Nitu Pérez Osuna: Los más cercanos lo negarán


Lo envolvieron en una colchoneta y le golpeaban con palos de golf, bates, de todo… Le rociaron gasolina y mostraban un yesquero en clara amenaza de que lo incendiarían. Por si fuera poco, le colocaron una pistola en la cabeza para que firmara una declaración donde inculpara al líder de Voluntad Popular, Leopoldo López, y a él mismo de ser culpables de los sucesos del 12 de Febrero de 2014. Se negó y la furia de los esbirros de la nueva “Seguridad Nacional” que ahora lleva el nombre de CICPC, se desataba con mayor fuerza.

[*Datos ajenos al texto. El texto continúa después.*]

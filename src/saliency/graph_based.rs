//! Graph-based visual saliency
//!
//! Pipeline:
//! 1. Block-average the image into a coarse grid of feature nodes
//! 2. Per node: intensity, red-green and blue-yellow opponency, and a Sobel
//!    edge-strength proxy computed on the coarse intensity grid
//! 3. Activation graph: `w(i, j) = |f_i - f_j| * exp(-d(i, j)^2 / 2 sigma^2)`
//! 4. Equilibrium of the random walk on that graph (see [`markov`])
//! 5. Optional normalization graph: `w(i, j) = A(j) * exp(-d(i, j)^2 / 2 sigma^2)`,
//!    which pulls mass towards the strongest activations
//! 6. Bilinear upsampling to full resolution, min-max normalized
//!
//! Nodes that differ from many spatially close nodes collect more equilibrium
//! mass than nodes inside large homogeneous regions.
//!
//! [`markov`]: crate::saliency::markov

use tracing::{debug, warn};

use crate::config::GbvsConfig;
use crate::image::{Image, LabImage};
use crate::saliency::markov::{stationary_distribution, Equilibrium, TransitionMatrix};
use crate::saliency::{SaliencyEstimator, SaliencyMap};
use crate::Result;

/// Relative spread under which the activation stage is considered flat
const FLAT_ACTIVATION_EPSILON: f64 = 1e-9;

/// Graph-based saliency estimator
#[derive(Debug, Clone, PartialEq)]
pub struct GraphBasedSaliency {
    downsample_factor: usize,
    max_nodes: usize,
    sigma_fraction: f32,
    edge_weight: f32,
    tolerance: f64,
    max_iterations: usize,
    two_stage: bool,
}

impl Default for GraphBasedSaliency {
    fn default() -> Self {
        Self::from_config(&GbvsConfig::default())
    }
}

/// Aggregated features of one coarse cell
#[derive(Debug, Clone, Copy, Default, PartialEq)]
struct FeatureNode {
    intensity: f32,
    red_green: f32,
    blue_yellow: f32,
    edge: f32,
}

impl FeatureNode {
    fn distance(&self, other: &FeatureNode) -> f32 {
        let di = self.intensity - other.intensity;
        let drg = self.red_green - other.red_green;
        let dby = self.blue_yellow - other.blue_yellow;
        let de = self.edge - other.edge;
        (di * di + drg * drg + dby * dby + de * de).sqrt()
    }
}

/// Coarse node grid; lives only for one estimate call
#[derive(Debug, Clone)]
struct FeatureGrid {
    width: usize,
    height: usize,
    cell: usize,
    nodes: Vec<FeatureNode>,
}

impl FeatureGrid {
    fn len(&self) -> usize {
        self.nodes.len()
    }

    fn position(&self, index: usize) -> (f32, f32) {
        ((index % self.width) as f32, (index / self.width) as f32)
    }

    /// Dense weight matrix from a pairwise function, scaled by spatial proximity
    fn weights(&self, sigma: f32, pair: impl Fn(usize, usize) -> f32) -> Vec<f64> {
        let n = self.len();
        let denom = 2.0 * sigma * sigma;
        let mut weights = vec![0.0f64; n * n];
        for (i, row) in weights.chunks_mut(n).enumerate() {
            let (xi, yi) = self.position(i);
            for (j, w) in row.iter_mut().enumerate() {
                let (xj, yj) = self.position(j);
                let d2 = (xi - xj).powi(2) + (yi - yj).powi(2);
                *w = f64::from(pair(i, j) * (-d2 / denom).exp());
            }
        }
        weights
    }
}

impl GraphBasedSaliency {
    pub fn from_config(config: &GbvsConfig) -> Self {
        Self {
            downsample_factor: config.downsample_factor,
            max_nodes: config.max_nodes,
            sigma_fraction: config.sigma_fraction,
            edge_weight: config.edge_weight,
            tolerance: config.convergence_tolerance,
            max_iterations: config.max_iterations,
            two_stage: config.two_stage,
        }
    }

    /// Smallest block size not below the configured factor whose grid fits
    /// within the node cap
    fn effective_factor(&self, width: usize, height: usize) -> usize {
        let mut factor = self.downsample_factor.max(1);
        while width.div_ceil(factor) * height.div_ceil(factor) > self.max_nodes.max(1) {
            factor += 1;
        }
        factor
    }

    fn build_features(&self, image: &Image, factor: usize) -> FeatureGrid {
        let gw = image.width().div_ceil(factor);
        let gh = image.height().div_ceil(factor);

        let mut sums = vec![[0.0f64; 3]; gw * gh];
        let mut counts = vec![0usize; gw * gh];
        for y in 0..image.height() {
            for x in 0..image.width() {
                let node = (y / factor) * gw + x / factor;
                let px = image.get(x, y);
                for (s, &c) in sums[node].iter_mut().zip(px.iter()) {
                    *s += f64::from(c);
                }
                counts[node] += 1;
            }
        }

        let mut nodes: Vec<FeatureNode> = sums
            .iter()
            .zip(&counts)
            .map(|(sum, &count)| {
                let mean = |c: usize| (sum[c] / count as f64) as f32;
                let (r, g, b) = (mean(0), mean(1), mean(2));
                FeatureNode {
                    intensity: (r + g + b) / 3.0,
                    red_green: r - g,
                    blue_yellow: b - (r + g) / 2.0,
                    edge: 0.0,
                }
            })
            .collect();

        // Sobel over the coarse intensity grid, replicate border; the 1/4
        // scale keeps a unit step at magnitude 1.
        let intensity = |x: isize, y: isize| {
            let cx = x.clamp(0, gw as isize - 1) as usize;
            let cy = y.clamp(0, gh as isize - 1) as usize;
            nodes[cy * gw + cx].intensity
        };
        let edges: Vec<f32> = (0..gw * gh)
            .map(|i| {
                let (x, y) = ((i % gw) as isize, (i / gw) as isize);
                let gx = intensity(x + 1, y - 1)
                    + 2.0 * intensity(x + 1, y)
                    + intensity(x + 1, y + 1)
                    - intensity(x - 1, y - 1)
                    - 2.0 * intensity(x - 1, y)
                    - intensity(x - 1, y + 1);
                let gy = intensity(x - 1, y + 1)
                    + 2.0 * intensity(x, y + 1)
                    + intensity(x + 1, y + 1)
                    - intensity(x - 1, y - 1)
                    - 2.0 * intensity(x, y - 1)
                    - intensity(x + 1, y - 1);
                (gx * gx + gy * gy).sqrt() / 4.0 * self.edge_weight
            })
            .collect();
        for (node, edge) in nodes.iter_mut().zip(edges) {
            node.edge = edge;
        }

        FeatureGrid {
            width: gw,
            height: gh,
            cell: factor,
            nodes,
        }
    }

    fn solve(&self, weights: Vec<f64>, n: usize, stage: &'static str) -> Result<Equilibrium> {
        let matrix = TransitionMatrix::from_weights(n, weights)?;
        let eq = stationary_distribution(&matrix, self.tolerance, self.max_iterations);
        if eq.converged {
            debug!(stage, iterations = eq.iterations, nodes = n, "markov chain converged");
        } else {
            warn!(
                stage,
                iterations = eq.iterations,
                nodes = n,
                "markov chain did not converge, using last iterate"
            );
        }
        Ok(eq)
    }

    /// Coarse node saliency and whether every solve converged
    fn node_saliency(&self, grid: &FeatureGrid) -> Result<(Vec<f32>, bool)> {
        let n = grid.len();
        let sigma = (self.sigma_fraction * grid.width.max(grid.height) as f32).max(1e-3);

        let activation_weights = grid.weights(sigma, |i, j| grid.nodes[i].distance(&grid.nodes[j]));
        let activation = self.solve(activation_weights, n, "activation")?;
        let mut converged = activation.converged;
        let mut mass = activation.distribution;

        // A flat activation has nothing to concentrate; the spatial kernel alone
        // would only add a border falloff.
        let (lo, hi) = mass
            .iter()
            .fold((f64::MAX, f64::MIN), |(lo, hi), &p| (lo.min(p), hi.max(p)));
        if hi - lo <= FLAT_ACTIVATION_EPSILON * hi {
            debug!(nodes = n, "flat activation, skipping normalization stage");
            return Ok((vec![0.0; n], converged));
        }

        if self.two_stage {
            let scores: Vec<f32> = mass.iter().map(|&p| p as f32).collect();
            let normalization_weights = grid.weights(sigma, |_, j| scores[j]);
            let normalization = self.solve(normalization_weights, n, "normalization")?;
            converged &= normalization.converged;
            mass = normalization.distribution;
        }

        Ok((mass.into_iter().map(|p| p as f32).collect(), converged))
    }

    /// Bilinear interpolation of node values at pixel resolution
    fn upsample(grid: &FeatureGrid, values: &[f32], width: usize, height: usize) -> Vec<f32> {
        let cell = grid.cell as f32;
        let max_x = (grid.width - 1) as f32;
        let max_y = (grid.height - 1) as f32;
        let mut out = Vec::with_capacity(width * height);
        for y in 0..height {
            let fy = ((y as f32 + 0.5) / cell - 0.5).clamp(0.0, max_y);
            let y0 = fy.floor() as usize;
            let y1 = (y0 + 1).min(grid.height - 1);
            let ty = fy - y0 as f32;
            for x in 0..width {
                let fx = ((x as f32 + 0.5) / cell - 0.5).clamp(0.0, max_x);
                let x0 = fx.floor() as usize;
                let x1 = (x0 + 1).min(grid.width - 1);
                let tx = fx - x0 as f32;

                let row0 = &values[y0 * grid.width..(y0 + 1) * grid.width];
                let row1 = &values[y1 * grid.width..(y1 + 1) * grid.width];
                let top = row0[x0] * (1.0 - tx) + row0[x1] * tx;
                let bottom = row1[x0] * (1.0 - tx) + row1[x1] * tx;
                out.push(top * (1.0 - ty) + bottom * ty);
            }
        }
        out
    }

    /// Compute the saliency map of an image
    pub fn compute(&self, image: &Image) -> Result<SaliencyMap> {
        let (width, height) = (image.width(), image.height());
        let factor = self.effective_factor(width, height);
        if factor != self.downsample_factor {
            debug!(
                requested = self.downsample_factor,
                factor, "downsample factor raised to respect node cap"
            );
        }

        let grid = self.build_features(image, factor);
        let (node_values, converged) = self.node_saliency(&grid)?;
        let values = Self::upsample(&grid, &node_values, width, height);

        Ok(SaliencyMap::new(width, height, values)?
            .normalized()
            .with_approximate(!converged))
    }
}

impl SaliencyEstimator for GraphBasedSaliency {
    fn name(&self) -> &'static str {
        "graph_based"
    }

    fn estimate(&self, image: &Image, _lab: &LabImage) -> Result<SaliencyMap> {
        self.compute(image)
    }
}
//! # Salient Palette
//!
//! Extracts a representative color palette from an image, weighting every pixel
//! by how much it attracts the eye.
//!
//! The pipeline:
//! - Converts sRGB pixels to CIE Lab (D65)
//! - Estimates saliency twice: frequency-tuned contrast and a graph-based
//!   Markov-chain model
//! - Fuses and smooths the two maps
//! - Clusters Lab colors with a saliency-weighted k-means
//! - Reports each swatch as hex, RGB, CMYK and Lab with its saliency mass
//!
//! ## Example
//!
//! ```rust,no_run
//! use salient_palette::{extract_palette, image_loader, PaletteConfig};
//! use std::path::Path;
//!
//! let image = image_loader::load_image(Path::new("photo.jpg"))?;
//! let palette = extract_palette(&image, 5, &PaletteConfig::default())?;
//! for swatch in &palette.swatches {
//!     println!("{} mass={:.3}", swatch.hex, swatch.saliency_mass);
//! }
//! # Ok::<(), salient_palette::AnalysisError>(())
//! ```

pub mod clustering;
pub mod color;
pub mod config;
pub mod constants;
pub mod error;
pub mod image;
pub mod image_loader;
pub mod pipeline;
pub mod saliency;

pub use color::{Cmyk, ColorConverter, PaletteSwatch};
pub use config::PaletteConfig;
pub use error::{AnalysisError, Result};
pub use image::{Image, LabImage};
pub use pipeline::{extract_palette, Palette, PaletteMetadata};
pub use saliency::{SaliencyMap, SaliencyStats};
//! Color conversion and swatch formatting module
//!
//! This module handles color space conversions and turns cluster centroids
//! into display-ready palette swatches with their statistics.

pub mod conversion;
pub mod swatch;

pub use conversion::{Cmyk, ColorConverter};
pub use swatch::{PaletteSwatch, PaletteTotals, SwatchFormatter};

Quien así habló ante las cámaras de CNN, en el programa de Fernando del Rincón, se llama Marco Aurelio Coello Morillo, tiene 20 años. Para el momento de su detención -por participar en la marcha en solidaridad con los estudiantes de Táchira y Mérida-, cursaba el quinto año de bachillerato, contaba 18 años y, como todo joven venezolano, se revelaba ante un presente cargado de zozobra, carente de oportunidades. Vivía en Oritopo, El Hatillo, zona del sureste de Caracas. Hoy se encuentra en el estado de Florida, Estados Unidos, porque el régimen de Maduro lo echó de su país. “No seré un mártir de este gobierno represor”, afirmó

No tengo duda que quien se refugia en Miraflores –por ahora- debe haber escuchado cada palabra de este joven con relativa atención. Tengo la certeza que el señor que no dice o no sabe donde nació, haya sentido “temor de Dios”, eso que a los creyentes nos aparta del mal hacer. La clara conciencia de que “Dios es el dueño de nuestras almas y por ello, tiene el poder de otorgarnos la salvación eterna o condenarnos a la destrucción”.